[Collected data]
....
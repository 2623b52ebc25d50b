//! Catalog entry model.

use serde::{Deserialize, Serialize};

pub type GameId = i64;

/// Stock threshold used by low-stock listings when callers pass none.
pub const DEFAULT_LOW_STOCK_THRESHOLD: i64 = 5;

#[derive(Debug, Clone, PartialEq, Serialize, Deserialize)]
pub struct Game {
    pub id: GameId,
    pub title: String,
    pub description: String,
    pub developer: String,
    pub category: String,
    pub price: f64,
    /// Unix epoch milliseconds.
    pub release_date: Option<i64>,
    /// Expected to stay `>= 0`; not enforced by storage.
    pub stock: i64,
    pub file_url: String,
    pub image_url: String,
}

impl Game {
    /// Creates an unsaved game with empty descriptive fields.
    pub fn new(title: impl Into<String>, price: f64, stock: i64) -> Self {
        Self {
            id: super::UNSAVED_ID,
            title: title.into(),
            description: String::new(),
            developer: String::new(),
            category: String::new(),
            price,
            release_date: None,
            stock,
            file_url: String::new(),
            image_url: String::new(),
        }
    }

    pub fn is_available(&self) -> bool {
        self.stock > 0
    }
}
....
*PROBLEM DETAILS:*
Say only how many lines in the records carry the word "price".

*TASK ANSWER:*
3